• Exercise instructions: All that should come back is the lines of the data below from the one containing "pub fn arbitrator(&self)" to the one containing "pub fn process_file(&self, path: &Path)", inclusive, exactly as they stand.

^^^^^^^^^^^^^^^^

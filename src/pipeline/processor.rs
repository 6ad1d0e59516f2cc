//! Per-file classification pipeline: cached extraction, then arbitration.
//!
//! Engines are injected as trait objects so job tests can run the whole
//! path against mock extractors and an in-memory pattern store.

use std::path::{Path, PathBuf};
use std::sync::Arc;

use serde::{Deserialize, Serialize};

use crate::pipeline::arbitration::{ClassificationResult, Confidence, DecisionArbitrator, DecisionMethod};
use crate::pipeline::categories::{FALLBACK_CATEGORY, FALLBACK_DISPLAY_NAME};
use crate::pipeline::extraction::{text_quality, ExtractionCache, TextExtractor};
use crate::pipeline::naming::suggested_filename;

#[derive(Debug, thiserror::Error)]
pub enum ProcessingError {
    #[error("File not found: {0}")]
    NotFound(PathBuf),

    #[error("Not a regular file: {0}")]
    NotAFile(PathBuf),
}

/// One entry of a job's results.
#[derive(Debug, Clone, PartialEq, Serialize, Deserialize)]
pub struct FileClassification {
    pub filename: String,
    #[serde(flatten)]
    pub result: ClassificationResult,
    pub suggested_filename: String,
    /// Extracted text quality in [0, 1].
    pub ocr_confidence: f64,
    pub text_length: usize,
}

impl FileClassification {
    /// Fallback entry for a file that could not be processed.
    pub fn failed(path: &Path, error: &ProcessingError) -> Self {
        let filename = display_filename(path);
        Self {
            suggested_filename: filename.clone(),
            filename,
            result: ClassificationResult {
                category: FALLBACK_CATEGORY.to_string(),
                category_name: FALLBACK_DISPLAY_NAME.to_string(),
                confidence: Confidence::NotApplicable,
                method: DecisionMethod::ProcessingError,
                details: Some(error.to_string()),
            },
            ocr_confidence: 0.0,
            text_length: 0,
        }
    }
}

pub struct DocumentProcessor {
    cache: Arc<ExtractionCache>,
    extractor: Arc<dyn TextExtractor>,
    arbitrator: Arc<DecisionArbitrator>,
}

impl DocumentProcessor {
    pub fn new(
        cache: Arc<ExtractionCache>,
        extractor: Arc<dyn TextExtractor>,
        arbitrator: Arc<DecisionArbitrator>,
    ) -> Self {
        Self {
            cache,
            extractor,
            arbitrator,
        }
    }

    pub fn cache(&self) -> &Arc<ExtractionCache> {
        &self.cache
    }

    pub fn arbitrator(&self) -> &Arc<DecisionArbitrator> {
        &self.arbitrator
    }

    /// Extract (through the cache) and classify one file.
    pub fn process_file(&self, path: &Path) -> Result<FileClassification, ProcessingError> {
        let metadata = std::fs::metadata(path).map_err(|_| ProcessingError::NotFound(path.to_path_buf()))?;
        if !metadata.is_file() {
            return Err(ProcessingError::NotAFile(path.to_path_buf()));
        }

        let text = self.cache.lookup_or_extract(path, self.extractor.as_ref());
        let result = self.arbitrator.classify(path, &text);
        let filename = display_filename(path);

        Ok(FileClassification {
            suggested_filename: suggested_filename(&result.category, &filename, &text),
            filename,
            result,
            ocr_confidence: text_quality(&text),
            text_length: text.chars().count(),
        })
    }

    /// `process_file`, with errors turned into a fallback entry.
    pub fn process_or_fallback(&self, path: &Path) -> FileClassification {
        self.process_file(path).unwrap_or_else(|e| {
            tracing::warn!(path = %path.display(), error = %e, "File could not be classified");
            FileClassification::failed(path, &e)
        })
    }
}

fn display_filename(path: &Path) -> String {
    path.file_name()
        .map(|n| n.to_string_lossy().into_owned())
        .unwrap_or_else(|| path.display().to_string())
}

^^^^^^^^^^^^^^^^

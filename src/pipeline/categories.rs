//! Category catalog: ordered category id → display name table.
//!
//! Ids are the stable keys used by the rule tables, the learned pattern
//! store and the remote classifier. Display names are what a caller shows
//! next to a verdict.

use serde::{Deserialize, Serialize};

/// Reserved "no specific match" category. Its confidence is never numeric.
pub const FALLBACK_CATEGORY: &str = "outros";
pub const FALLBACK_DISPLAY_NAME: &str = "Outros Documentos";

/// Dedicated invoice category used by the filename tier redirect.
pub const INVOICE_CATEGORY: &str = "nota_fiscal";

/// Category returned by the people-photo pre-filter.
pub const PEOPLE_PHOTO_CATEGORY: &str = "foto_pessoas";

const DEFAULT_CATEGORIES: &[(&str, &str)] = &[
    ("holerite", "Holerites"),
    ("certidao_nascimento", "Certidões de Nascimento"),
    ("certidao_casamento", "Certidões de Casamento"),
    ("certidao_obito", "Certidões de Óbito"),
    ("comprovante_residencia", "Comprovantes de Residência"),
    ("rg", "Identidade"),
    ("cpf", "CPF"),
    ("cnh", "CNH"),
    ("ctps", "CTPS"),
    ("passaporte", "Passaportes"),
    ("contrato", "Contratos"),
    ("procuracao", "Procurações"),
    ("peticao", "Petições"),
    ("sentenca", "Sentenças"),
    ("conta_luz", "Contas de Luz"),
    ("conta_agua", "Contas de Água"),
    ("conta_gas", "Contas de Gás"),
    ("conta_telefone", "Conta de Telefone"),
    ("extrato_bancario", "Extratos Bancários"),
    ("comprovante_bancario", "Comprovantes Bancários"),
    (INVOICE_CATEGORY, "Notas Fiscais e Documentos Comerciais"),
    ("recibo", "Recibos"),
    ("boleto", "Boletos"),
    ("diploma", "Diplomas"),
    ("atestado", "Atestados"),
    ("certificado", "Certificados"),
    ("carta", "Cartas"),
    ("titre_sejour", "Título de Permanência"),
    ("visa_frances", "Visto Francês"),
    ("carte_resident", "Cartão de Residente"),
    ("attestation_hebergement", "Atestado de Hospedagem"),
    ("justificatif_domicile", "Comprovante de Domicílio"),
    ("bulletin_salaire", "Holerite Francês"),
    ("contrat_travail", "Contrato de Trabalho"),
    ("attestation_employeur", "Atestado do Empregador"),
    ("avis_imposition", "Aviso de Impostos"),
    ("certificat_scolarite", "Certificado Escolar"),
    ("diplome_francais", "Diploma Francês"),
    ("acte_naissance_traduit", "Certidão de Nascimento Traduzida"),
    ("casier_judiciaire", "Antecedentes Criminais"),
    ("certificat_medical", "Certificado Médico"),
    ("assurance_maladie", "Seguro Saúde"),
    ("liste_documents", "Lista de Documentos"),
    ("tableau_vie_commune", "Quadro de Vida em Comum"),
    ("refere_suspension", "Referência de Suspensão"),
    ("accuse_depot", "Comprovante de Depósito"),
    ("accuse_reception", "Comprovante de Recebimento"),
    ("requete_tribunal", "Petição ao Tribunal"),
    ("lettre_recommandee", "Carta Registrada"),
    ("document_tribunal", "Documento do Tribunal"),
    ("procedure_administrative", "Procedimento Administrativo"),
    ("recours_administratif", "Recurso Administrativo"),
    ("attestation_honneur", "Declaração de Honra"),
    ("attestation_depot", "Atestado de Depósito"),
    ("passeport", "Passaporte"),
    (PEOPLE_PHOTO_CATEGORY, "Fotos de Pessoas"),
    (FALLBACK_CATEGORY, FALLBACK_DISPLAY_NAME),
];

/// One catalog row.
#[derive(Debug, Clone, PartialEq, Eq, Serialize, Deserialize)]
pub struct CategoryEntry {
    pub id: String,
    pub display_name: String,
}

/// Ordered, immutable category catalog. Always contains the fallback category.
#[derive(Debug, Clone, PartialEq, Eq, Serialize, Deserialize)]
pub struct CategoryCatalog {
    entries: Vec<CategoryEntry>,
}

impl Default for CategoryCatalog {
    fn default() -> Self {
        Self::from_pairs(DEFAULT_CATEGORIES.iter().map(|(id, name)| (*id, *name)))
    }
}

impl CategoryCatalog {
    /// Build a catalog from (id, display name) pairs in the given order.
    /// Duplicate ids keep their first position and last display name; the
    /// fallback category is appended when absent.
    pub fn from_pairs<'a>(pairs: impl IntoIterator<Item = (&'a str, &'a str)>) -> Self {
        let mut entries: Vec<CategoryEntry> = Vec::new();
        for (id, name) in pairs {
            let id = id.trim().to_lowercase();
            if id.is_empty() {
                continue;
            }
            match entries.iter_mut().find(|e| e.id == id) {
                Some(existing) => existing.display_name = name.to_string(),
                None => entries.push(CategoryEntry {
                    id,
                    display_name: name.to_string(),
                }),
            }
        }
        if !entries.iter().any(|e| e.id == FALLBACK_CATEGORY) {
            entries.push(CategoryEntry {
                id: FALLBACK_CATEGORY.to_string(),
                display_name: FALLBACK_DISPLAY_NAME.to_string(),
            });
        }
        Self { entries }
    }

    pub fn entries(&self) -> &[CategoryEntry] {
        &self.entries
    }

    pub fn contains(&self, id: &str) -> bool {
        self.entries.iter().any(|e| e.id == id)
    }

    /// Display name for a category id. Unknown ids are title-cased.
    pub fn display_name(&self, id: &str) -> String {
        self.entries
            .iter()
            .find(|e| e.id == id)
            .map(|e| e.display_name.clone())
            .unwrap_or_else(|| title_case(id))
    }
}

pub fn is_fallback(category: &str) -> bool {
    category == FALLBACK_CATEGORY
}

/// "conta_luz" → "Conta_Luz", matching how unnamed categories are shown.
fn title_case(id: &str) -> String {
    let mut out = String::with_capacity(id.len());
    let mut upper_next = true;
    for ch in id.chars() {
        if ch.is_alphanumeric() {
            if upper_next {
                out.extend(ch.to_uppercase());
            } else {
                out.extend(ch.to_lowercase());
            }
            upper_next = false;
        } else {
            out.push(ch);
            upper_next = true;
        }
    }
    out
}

^^^^^^^^^^^^^^^^

• The completed task:
    pub fn arbitrator(&self) -> &Arc<DecisionArbitrator> {
        &self.arbitrator
    }

    /// Extract (through the cache) and classify one file.
    pub fn process_file(&self, path: &Path) -> Result<FileClassification, ProcessingError> {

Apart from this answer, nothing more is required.